42. Pleymo - Keçkispasse? (1999)
Nu-metal is as thoroughly American as genres get. Only a country as twisted and ugly as ours could dominate a genre that does the same. Though we produced the majority of nu-metal classics we also were the first to get burned out on it. By 1999, it was easy to feel like nu-metal was unraveling into a pile of cliches— pointlessly angsty music made by millionaires. If you lived overseas however nu-metal was still the cool foreign import. Long after it became a stateside joke nu-metal bands were logging hits and selling out tours overseas. On debut Keçkispasse? French sextet Pleymo sounds ecstatic at the prospect of making straight-up-and-down-no-denying-it nu-metal music. From happy hardcore explosion “Yallah” to the charmingly boom-bap “Soukaripa” you get a sense of community from Keçkispasse? - of friends certain that with enough effort, aplomb and zeal they can make this happen. Every bounce riff (and there are so many bounce riffs), scream, screech, and breakdown sound joyous. Angsty millionaires? In 1999 the best nu-metal on earth was being made by broke Frenchmen.

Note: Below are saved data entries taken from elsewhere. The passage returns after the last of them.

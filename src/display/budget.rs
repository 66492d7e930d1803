//! Budget display formatting

use std::collections::HashMap;

use crate::config::settings::Settings;
use crate::models::{BudgetCategory, BudgetCategoryId, BudgetItem, Money};
use crate::planning::BudgetSummary;
use crate::services::SpentMismatch;

use super::{date, format_bar, money, percent};

/// Format the budget overview: one row per category plus totals
pub fn format_budget_summary(settings: &Settings, summary: &BudgetSummary) -> String {
    if summary.categories.is_empty() {
        return "No budget categories yet.\n\nRun 'wedplan budget add-category' to create one.\n"
            .to_string();
    }

    let name_width = summary
        .categories
        .iter()
        .map(|c| c.name.len())
        .max()
        .unwrap_or(8)
        .max(8);

    let mut output = String::new();
    output.push_str(&format!(
        "{:<name_width$}  {:>12}  {:>12}  {:>12}  {:>5}  {}\n",
        "Category",
        "Allocated",
        "Spent",
        "Remaining",
        "Used",
        "",
        name_width = name_width,
    ));
    output.push_str(&format!(
        "{:-<name_width$}  {:->12}  {:->12}  {:->12}  {:->5}  {:-<10}\n",
        "",
        "",
        "",
        "",
        "",
        "",
        name_width = name_width,
    ));

    for usage in &summary.categories {
        output.push_str(&format!(
            "{:<name_width$}  {:>12}  {:>12}  {:>12}  {:>5}  {}{}\n",
            usage.name,
            money(settings, usage.allocated),
            money(settings, usage.spent),
            money(settings, usage.remaining),
            percent(usage.percent_used),
            format_bar(usage.percent_used, 10),
            if usage.is_over_budget { " OVER" } else { "" },
            name_width = name_width,
        ));
    }

    output.push_str(&format!(
        "{:-<name_width$}  {:->12}  {:->12}  {:->12}  {:->5}  {:-<10}\n",
        "",
        "",
        "",
        "",
        "",
        "",
        name_width = name_width,
    ));
    output.push_str(&format!(
        "{:<name_width$}  {:>12}  {:>12}  {:>12}  {:>5}\n",
        "TOTAL",
        money(settings, summary.total_allocated),
        money(settings, summary.total_spent),
        money(settings, summary.remaining),
        percent(summary.percent_used),
        name_width = name_width,
    ));

    if summary.is_over_budget {
        output.push_str("\nWarning: spending is over the total budget.\n");
    }

    output
}

/// Format budget items with their category names
pub fn format_budget_items(
    settings: &Settings,
    items: &[BudgetItem],
    categories: &[BudgetCategory],
) -> String {
    if items.is_empty() {
        return "No budget items found.\n".to_string();
    }

    let names: HashMap<BudgetCategoryId, &str> = categories
        .iter()
        .map(|c| (c.id, c.name.as_str()))
        .collect();
    let name_width = items.iter().map(|i| i.name.len()).max().unwrap_or(4).max(4);

    let mut output = String::new();
    output.push_str(&format!(
        "{:<12}  {:<name_width$}  {:<20}  {:>12}  {:>12}  {:<14}  {}\n",
        "ID",
        "Item",
        "Category",
        "Estimated",
        "Actual",
        "Status",
        "Due",
        name_width = name_width,
    ));
    for item in items {
        output.push_str(&format!(
            "{:<12}  {:<name_width$}  {:<20}  {:>12}  {:>12}  {:<14}  {}\n",
            item.id.to_string(),
            item.name,
            names.get(&item.category_id).copied().unwrap_or("Unknown"),
            money(settings, item.estimated_cost),
            item.actual_cost
                .map(|a| money(settings, a))
                .unwrap_or_else(|| "-".into()),
            item.payment_status.label(),
            item.due_date
                .map(|d| date(settings, d))
                .unwrap_or_else(|| "-".into()),
            name_width = name_width,
        ));
    }

    let estimated: Money = items.iter().map(|i| i.estimated_cost).sum();
    let actual: Money = items.iter().map(|i| i.spent_contribution()).sum();
    output.push_str(&format!(
        "\n{} items, {} estimated, {} spent\n",
        items.len(),
        money(settings, estimated),
        money(settings, actual)
    ));

    output
}

/// Format the categories whose recorded spending disagrees with their items
pub fn format_spent_mismatches(settings: &Settings, mismatches: &[SpentMismatch]) -> String {
    if mismatches.is_empty() {
        return "All category totals match their items.\n".to_string();
    }

    let mut output = String::new();
    output.push_str(&format!(
        "{} categor{} out of sync:\n",
        mismatches.len(),
        if mismatches.len() == 1 { "y" } else { "ies" }
    ));
    for m in mismatches {
        output.push_str(&format!(
            "  {}: recorded {}, items add up to {} (difference {})\n",
            m.name,
            money(settings, m.recorded),
            money(settings, m.computed),
            money(settings, m.difference())
        ));
    }
    output
}

#[cfg(test)]
mod tests {
    use super::*;
    use crate::models::{Category, PaymentStatus};

    fn category(name: &str, allocated: i64, spent: i64) -> BudgetCategory {
        let mut c = BudgetCategory::new(name, Category::Other, Money::from_dollars(allocated));
        c.spent = Money::from_dollars(spent);
        c
    }

    #[test]
    fn test_summary_table() {
        let summary = BudgetSummary::from_categories(&[
            category("Venue", 20_000, 15_000),
            category("Flowers", 3_000, 3_500),
        ]);
        let output = format_budget_summary(&Settings::default(), &summary);

        assert!(output.contains("Venue"));
        assert!(output.contains("$15,000"));
        assert!(output.contains("75%"));
        assert!(output.contains("117%"));
        assert!(output.contains(" OVER"));
        assert!(output.contains("TOTAL"));
        assert!(!output.contains("Warning"));
    }

    #[test]
    fn test_empty_summary() {
        let output =
            format_budget_summary(&Settings::default(), &BudgetSummary::from_categories(&[]));
        assert!(output.starts_with("No budget categories yet."));
    }

    #[test]
    fn test_items() {
        let venue = category("Venue", 20_000, 0);
        let mut item = BudgetItem::new(venue.id, "Deposit", Money::from_dollars(5_000));
        item.actual_cost = Some(Money::from_dollars(5_000));
        item.payment_status = PaymentStatus::Paid;

        let output = format_budget_items(&Settings::default(), &[item], &[venue]);
        assert!(output.contains("Deposit"));
        assert!(output.contains("Venue"));
        assert!(output.contains("Paid"));
        assert!(output.contains("1 items, $5,000 estimated, $5,000 spent"));
    }

    #[test]
    fn test_mismatches() {
        let venue = category("Venue", 20_000, 100);
        let mismatch = SpentMismatch {
            category_id: venue.id,
            name: "Venue".into(),
            recorded: Money::from_dollars(100),
            computed: Money::from_dollars(40),
        };
        let output = format_spent_mismatches(&Settings::default(), &[mismatch]);
        assert!(output.starts_with("1 category out of sync"));
        assert!(output.contains("recorded $100, items add up to $40"));
    }
}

41. Seo Taiji - Ultramania (2000)
An impossibly young man sprints through an airport as hundreds of fans pursue him. Girls reduced to tears as he takes the stage at a massive arena. Pyrotechnics explode. The crowd screams as he launches into… nu-metal. It’s 2000 and Seo Taiji is South Korea’s biggest pop star. Following the end of pioneering K-pop idol group Seo Taiji and Boys, Seo Taiji (the titular “boy”) immersed himself in guitar musics. Following an adept alternative rock debut he created Ultramania, an album of straight up balls to the walls nu-metal. This pivot has almost no parallel in popular music. Imagine Jordan Knight departing the New Kids on the Block to make funk metal and pulling it off. For the most part Seotaiji operates in a post-Durt style of swaggering raps with scream/sing choruses and a tight focus on hooks. Tracks like “Orange” and “Ultramania” are all mild youth rebellion anthems but jacked up on a nu-metal explosion that sounds like Ross Robinson and Max Martin being forced to work together at gunpoint. It could have been clinical but Seo Taiji’s genuine feel for nu-metal songcraft powers all. The album’s two “02 Remake''s are the clearest examples of how k-pop became k-metal. “Come Back Home” trades the original’s dusty hip-hop beats for a true Korn makeover replete with guitar squeals and clattering bass while “For You” is transformed from a drippy love ballad into an uptempo pop-punk sprint. And for helpful time-and-place illustration, Ultramania comes with two live tracks that feature an audience of young girls screaming with an intensity more akin to The Beatles at Shea Stadium than any of the hulked out grunting you’d hear on your average night of the Family Values Tour.